Dubbed “Trump accounts,” these savings vehicles will be structured like an individual retirement account. Every US baby born between Jan. 1, 2025 and 2028 will receive one with $1,000 in seed funding from the federal government thanks to a pilot program run by the Treasury Department.

Some employers—like Dell Technologies, Uber, and Goldman Sachs—have already said they’ll take advantage of this new benefit, which is part of the recently enacted Republican budget bill. But HR teams must consider whether contributing to these accounts makes sense for their workforce, especially if they already offer other types of financial support for workers and their children, benefits experts say.

How “Trump accounts” will work. The accounts are expected to become available in July 2026. While only babies born from 2025 to 2028 will be eligible to receive government-seeded accounts, any child under the age of 18 can have an account opened on their behalf.

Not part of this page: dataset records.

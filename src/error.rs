//! Error types
//!
//! Only programmer misuse and bad tuning data surface as errors. Expected
//! gameplay conditions (missing visuals, despawns, idle wave director) are
//! handled where they occur.

use thiserror::Error;

/// Fatal simulation misuse
#[derive(Debug, Error, PartialEq, Eq)]
pub enum SimError {
    /// A transition named a state that was never registered
    #[error("transition to unregistered state {0}")]
    UnregisteredState(String),
    /// `tick` was called before the machine entered its first state
    #[error("tick called before the state machine was started")]
    NotStarted,
}

/// Rejected tuning data
#[derive(Debug, Error)]
pub enum TuningError {
    #[error("tuning JSON is malformed: {0}")]
    Json(#[from] serde_json::Error),
    #[error("invalid tuning value `{field}`: {reason}")]
    Invalid {
        field: &'static str,
        reason: String,
    },
}

impl TuningError {
    pub(crate) fn invalid(field: &'static str, reason: impl Into<String>) -> Self {
        Self::Invalid {
            field,
            reason: reason.into(),
        }
    }
}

Parents and other family members can contribute up to $5,000 a year to the accounts each year, while employers can put up to $2,500, tax-free, toward them. Contribution limits will be indexed to inflation from 2027 onward.

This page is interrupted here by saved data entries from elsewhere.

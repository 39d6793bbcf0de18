//! Demo-mode AI
//!
//! Produces the input a reasonable player would give, from the current state
//! only. Used for attract mode, the headless runner and soak tests. It is a
//! pure function of the state, so autopilot sessions replay exactly.

use super::state::{GamePhase, GameState};
use super::tick::TickInput;
use crate::heading_to_dir;

/// Distance at which the autopilot starts backing away from an enemy
const DANGER_DISTANCE: f32 = 6.0;
/// Distance the autopilot tries to keep from the closest threat
const KITE_DISTANCE: f32 = 9.0;
/// How far ahead of a moving enemy to aim
const LEAD: f32 = 0.6;

/// Fill in movement, aim and fire for this frame
pub fn drive(state: &GameState, input: &TickInput) -> TickInput {
    let mut out = input.clone();

    match state.phase {
        GamePhase::IntroCinematic | GamePhase::VictoryCinematic => {
            out.advance = true;
            return out;
        }
        GamePhase::Playing => {}
        _ => return out,
    }

    let player = &state.player;
    if !player.alive {
        return out;
    }

    // Closest live enemy is the most dangerous one
    let threat = state
        .enemies
        .iter()
        .filter(|e| !e.is_dying())
        .min_by(|a, b| {
            a.pos
                .distance_squared(player.pos)
                .partial_cmp(&b.pos.distance_squared(player.pos))
                .unwrap_or(std::cmp::Ordering::Equal)
        });

    let safe = threat.is_none_or(|e| e.pos.distance(player.pos) > DANGER_DISTANCE);

    // If safe, go grab the nearest pickup
    let target_pickup = if safe {
        state
            .pickups
            .iter()
            .min_by(|a, b| {
                a.pos
                    .distance_squared(player.pos)
                    .partial_cmp(&b.pos.distance_squared(player.pos))
                    .unwrap_or(std::cmp::Ordering::Equal)
            })
            .map(|p| p.pos)
    } else {
        None
    };

    // Oscillating strafe so the path is not a straight line
    let t = state.stats.elapsed_secs;
    let wobble = (t * 1.3).sin() * 0.6 + (t * 0.7).sin() * 0.3;

    out.move_dir = if let Some(pickup) = target_pickup {
        (pickup - player.pos).normalize_or_zero()
    } else if let Some(enemy) = threat {
        let away = (player.pos - enemy.pos).normalize_or_zero();
        let strafe = away.perp() * wobble.signum();
        if enemy.pos.distance(player.pos) < KITE_DISTANCE {
            (away + strafe * 0.5).normalize_or_zero()
        } else {
            strafe
        }
    } else {
        // Drift back toward the middle between waves
        (-player.pos * 0.1).clamp_length_max(1.0)
    };

    // Steer off the walls instead of grinding along them
    let limit = state.arena.limit(player.radius) - 2.0;
    if player.pos.x.abs() > limit {
        out.move_dir.x = -player.pos.x.signum();
    }
    if player.pos.y.abs() > limit {
        out.move_dir.y = -player.pos.y.signum();
    }

    if let Some(enemy) = threat {
        out.aim_point = Some(enemy.pos + heading_to_dir(enemy.facing) * enemy.speed * LEAD);
        out.fire = true;
    } else {
        out.aim_point = None;
        out.fire = false;
    }

    out
}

Once enrollees turn 18, the Trump accounts will take the form of an individual retirement account, according to Craig Copeland, director of wealth benefits research with the Employee Benefits Research Institute. This means that beneficiaries will only be able to make penalty-free withdrawals before they turn 59-and-a-half for a limited set of reasons, including paying for higher education or buying a home, Copeland noted.

“That’s the big caution with those accounts,” Copeland said. “If you’re putting in money and you don’t think people are going to use it or they end up using it for something else, then it becomes this potential tax disadvantage.”

Should your company contribute? Employers already have a number of different types of fringe benefits they can offer their employees to help them build savings, such as flexible savings accounts, health savings accounts, and 529 plans.

A 529 plan, which is intended to help enrollees save for college, would seem to compete directly with these Trump accounts, said Will McBride, chief economist with the Tax Foundation, a think tank that tends to favor lower taxes. “It’s not, to me, obvious that this Trump account would be better than a 529,” he said.

He noted that the Trump accounts have one major drawback: Under the current law, individuals cannot withdraw from them until they turn 18. That’s not the case with 529 accounts, which don’t include age limits or age requirements. The budget bill actually includes a provision to expand the types of education that 529 savings can be used for—like homeschooling or K-12 education—which would seem to suggest it’s more flexible than a Trump account, McBride added.

Regardless of whether your company decides to contribute to a Trump account, the policy raises an interesting question for employers about how they should support “long-term wealth creation” for their workers’ kids, said Timothy Flacke, co-founder and CEO of Commonwealth, a nonprofit focused on building financial security.

While 529 plan contributions aren’t as common as other types of employer-provided savings benefits—such as health savings or retirement accounts—some companies, like Amazon, are starting to support their workers this way. A recent Commonwealth survey found the vast majority of parents (96%) who didn’t have a 529 plan would be interested in getting one if their employer offered it.

“We have seen consistently over the last couple of decades in our work that parents are often more motivated to save for their kids than even for themselves,” Flacke said. “And so it stands to reason that an employer that does something that recognizes their child, or their new child, probably has a really outsized impact for workers.”